Tecnologia

Disputa por inteligência artificial aumenta após ameaça de sanções dos EUA à China

Disputa por inteligência artificial
Imagem: Wang Yuyan/Xinhua

A China reagiu, neste domingo (26), à intenção dos Estados Unidos de investigar empresas chinesas de inteligência artificial (IA) e impor sanções sob a alegação de violação de propriedade intelectual. Segundo o Ministério do Comércio chinês, as acusações não têm base factual nem jurídica e representam uma tentativa de politizar questões tecnológicas e comerciais.

A manifestação ocorreu após autoridades norte-americanas indicarem que empresas chinesas de IA poderão ser investigadas por supostamente utilizarem a técnica de destilação de modelos (model distillation) para reproduzir modelos avançados desenvolvidos nos Estados Unidos.
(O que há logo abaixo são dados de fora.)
use std::collections::BTreeMap;

use base64::Engine as _;
use base64::engine::general_purpose::STANDARD;
use serde::{Deserialize, Serialize};

use crate::canvas::node::{Mixed, NativeKind, NativePaintKind, NodeId, SceneNode};
use crate::canvas::{Canvas, Viewport};
use crate::foundation::core::Vector;
use crate::foundation::error::{WorldviewError, WorldviewResult};
use crate::model::text::FontName;

/// Nested, portable form of a canvas page.
///
/// Node `id`s are free-form labels. Loading assigns fresh native ids and rewrites reaction
/// destinations and image references that name a label.
#[derive(Clone, Debug, Default, PartialEq, Serialize, Deserialize)]
#[serde(rename_all = "camelCase")]
pub struct CanvasSnapshot {
    #[serde(default, skip_serializing_if = "Option::is_none")]
    pub viewport: Option<ViewportSnapshot>,
    #[serde(default, skip_serializing_if = "Vec::is_empty")]
    pub selection: Vec<String>,
    /// Faces to install on top of the default font book.
    #[serde(default, skip_serializing_if = "Vec::is_empty")]
    pub fonts: Vec<FontName>,
    /// Image label or hash to base64 bytes.
    #[serde(default, skip_serializing_if = "BTreeMap::is_empty")]
    pub images: BTreeMap<String, String>,
    #[serde(default)]
    pub nodes: Vec<SnapshotNode>,
}

#[derive(Clone, Copy, Debug, PartialEq, Serialize, Deserialize)]
pub struct ViewportSnapshot {
    pub center: Vector,
    pub zoom: f64,
}

#[derive(Clone, Debug, PartialEq, Serialize, Deserialize)]
pub struct SnapshotNode {
    #[serde(default, skip_serializing_if = "Option::is_none")]
    pub id: Option<String>,
    #[serde(flatten)]
    pub node: SceneNode,
    #[serde(default, skip_serializing_if = "Vec::is_empty")]
    pub children: Vec<SnapshotNode>,
}

impl CanvasSnapshot {
    pub fn from_json(json: &str) -> WorldviewResult<Self> {
        serde_json::from_str(json).map_err(|e| WorldviewError::serde(e.to_string()))
    }

    pub fn to_json_pretty(&self) -> WorldviewResult<String> {
        serde_json::to_string_pretty(self).map_err(|e| WorldviewError::serde(e.to_string()))
    }
}

/// Result of loading a snapshot: the canvas plus the label each node was created from.
#[derive(Debug)]
pub struct LoadedCanvas {
    pub canvas: Canvas,
    pub labels: BTreeMap<String, NodeId>,
}

impl LoadedCanvas {
    pub fn id(&self, label: &str) -> WorldviewResult<NodeId> {
        self.labels
            .get(label)
            .copied()
            .ok_or_else(|| WorldviewError::validation(format!("no node labelled \"{label}\"")))
    }
}

impl Canvas {
    pub fn from_snapshot(snapshot: &CanvasSnapshot) -> WorldviewResult<LoadedCanvas> {
        let mut canvas = Canvas::new();
        for font in &snapshot.fonts {
            canvas.fonts.install(font.clone());
        }

        let mut image_keys = BTreeMap::new();
        for (key, encoded) in &snapshot.images {
            let bytes = STANDARD
                .decode(encoded)
                .map_err(|e| WorldviewError::serde(format!("image \"{key}\": {e}")))?;
            let hash = canvas.create_image(&bytes)?;
            image_keys.insert(key.clone(), hash);
        }

        let mut labels = BTreeMap::new();
        let page = canvas.page;
        for node in &snapshot.nodes {
            canvas.load_node(node, page, &mut labels)?;
        }

        for id in canvas.subtree(page) {
            let Some(node) = canvas.nodes.get_mut(&id) else {
                continue;
            };
            for reaction in &mut node.reactions {
                let actions = reaction.action.iter_mut().chain(reaction.actions.iter_mut());
                for action in actions {
                    if let Some(dest) = action.destination_id.as_mut()
                        && let Some(mapped) = labels.get(dest.as_str())
                    {
                        *dest = mapped.to_string();
                    }
                }
            }
            if let Mixed::Value(fills) = &mut node.fills {
                for paint in fills {
                    if let NativePaintKind::Image(img) = &mut paint.kind
                        && let Some(hash) = img.image_hash.as_mut()
                        && let Some(mapped) = image_keys.get(hash.as_str())
                    {
                        *hash = mapped.clone();
                    }
                }
            }
        }

        if let Some(v) = snapshot.viewport {
            canvas.viewport = Viewport {
                center: v.center,
                zoom: v.zoom,
            };
        }
        canvas.selection = snapshot
            .selection
            .iter()
            .filter_map(|label| labels.get(label).copied())
            .collect();

        Ok(LoadedCanvas { canvas, labels })
    }

    fn load_node(
        &mut self,
        snap: &SnapshotNode,
        parent: NodeId,
        labels: &mut BTreeMap<String, NodeId>,
    ) -> WorldviewResult<NodeId> {
        if snap.node.kind == NativeKind::Page {
            return Err(WorldviewError::validation("pages cannot be nested"));
        }
        let id = self.create(snap.node.kind);
        let node = self.get_mut(id)?;
        *node = SceneNode {
            id,
            parent: None,
            children: Vec::new(),
            ..snap.node.clone()
        };
        if node.kind == NativeKind::Text && node.text.is_none() {
            node.text = Some(Default::default());
        }
        self.append_child(parent, id)?;
        if let Some(label) = &snap.id {
            labels.insert(label.clone(), id);
        }
        for child in &snap.children {
            self.load_node(child, id, labels)?;
        }
        Ok(id)
    }

    /// Snapshot the page, labelling every node with its current id.
    pub fn snapshot(&self) -> CanvasSnapshot {
        let nodes = self
            .children(self.page)
            .iter()
            .filter_map(|id| self.snapshot_node(*id))
            .collect();
        let images = self
            .images
            .iter()
            .map(|(hash, bytes)| (hash.clone(), STANDARD.encode(bytes)))
            .collect();
        let fonts = self.fonts.available.iter().cloned().collect();
        CanvasSnapshot {
            viewport: Some(ViewportSnapshot {
                center: self.viewport.center,
                zoom: self.viewport.zoom,
            }),
            selection: self.selection.iter().map(NodeId::to_string).collect(),
            fonts,
            images,
            nodes,
        }
    }

    fn snapshot_node(&self, id: NodeId) -> Option<SnapshotNode> {
        let node = self.nodes.get(&id)?;
        Some(SnapshotNode {
            id: Some(id.to_string()),
            node: node.clone(),
            children: node
                .children
                .iter()
                .filter_map(|c| self.snapshot_node(*c))
                .collect(),
        })
    }
}

#[cfg(test)]
#[path = "../../tests/unit/canvas/snapshot.rs"]
mod tests;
Em resposta, o porta-voz do ministério afirmou que os EUA ignoram o desempenho alcançado por modelos chineses e a proximidade entre os lançamentos de sistemas desenvolvidos pelos dois países. Segundo ele, atribuir o avanço da IA chinesa à destilação ou ao suposto roubo de propriedade intelectual constitui uma acusação sem fundamento e evidencia a adoção de “dois pesos e duas medidas” por parte dos Estados Unidos.

O representante também afirmou que a inovação tecnológica não é monopólio de nenhum país e disse que as empresas chinesas investem há anos em pesquisa básica, combinando desenvolvimento próprio com cooperação internacional.
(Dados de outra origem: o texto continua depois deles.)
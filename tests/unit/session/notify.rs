use super::*;

#[test]
fn latest_notification_replaces_the_previous_one() {
    let mut notifier = Notifier::new();
    assert!(notifier.current().is_none());

    notifier.notify("Uploading selection...");
    notifier.notify_error("Forbidden. Please try again later");

    let current = notifier.current().unwrap();
    assert_eq!(current.message, "Forbidden. Please try again later");
    assert_eq!(current.level, NotificationLevel::Error);
    assert_eq!(notifier.history().len(), 2);
}

#[test]
fn default_timeouts_depend_on_level() {
    let mut notifier = Notifier::new();
    assert_eq!(notifier.notify("ok").timeout_ms, Some(INFO_TIMEOUT_MS));
    assert_eq!(notifier.notify_error("bad").timeout_ms, Some(ERROR_TIMEOUT_MS));
    assert_eq!(notifier.notify_for("Generating...", None).timeout_ms, None);
}

#[test]
fn clear_cancels_the_current_notification() {
    let mut notifier = Notifier::new();
    notifier.notify("Generated!");
    notifier.clear();
    assert!(notifier.current().is_none());
    assert_eq!(notifier.history()[0].message, "Generated!");
}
Além disso, o ministério destacou que empresas americanas também utilizam modelos chineses em processos de treinamento e destilação. Segundo a autoridade chinesa, cerca de 200 startups dos Estados Unidos pediram ao governo norte-americano que não restrinja o acesso a modelos chineses de código aberto, argumentando que a medida reduziria a competitividade da indústria americana. O porta-voz acrescentou que grandes empresas do setor também consideram a destilação uma técnica amplamente utilizada no desenvolvimento de modelos de inteligência artificial.

A China pediu que os Estados Unidos abandonem as ameaças de sanções, ampliem o diálogo sobre inteligência artificial e implementem os entendimentos firmados entre os chefes de Estado dos dois países. O Ministério do Comércio afirmou ainda que adotará as medidas necessárias para proteger os interesses chineses caso sejam anunciadas ações que prejudiquem as empresas do país.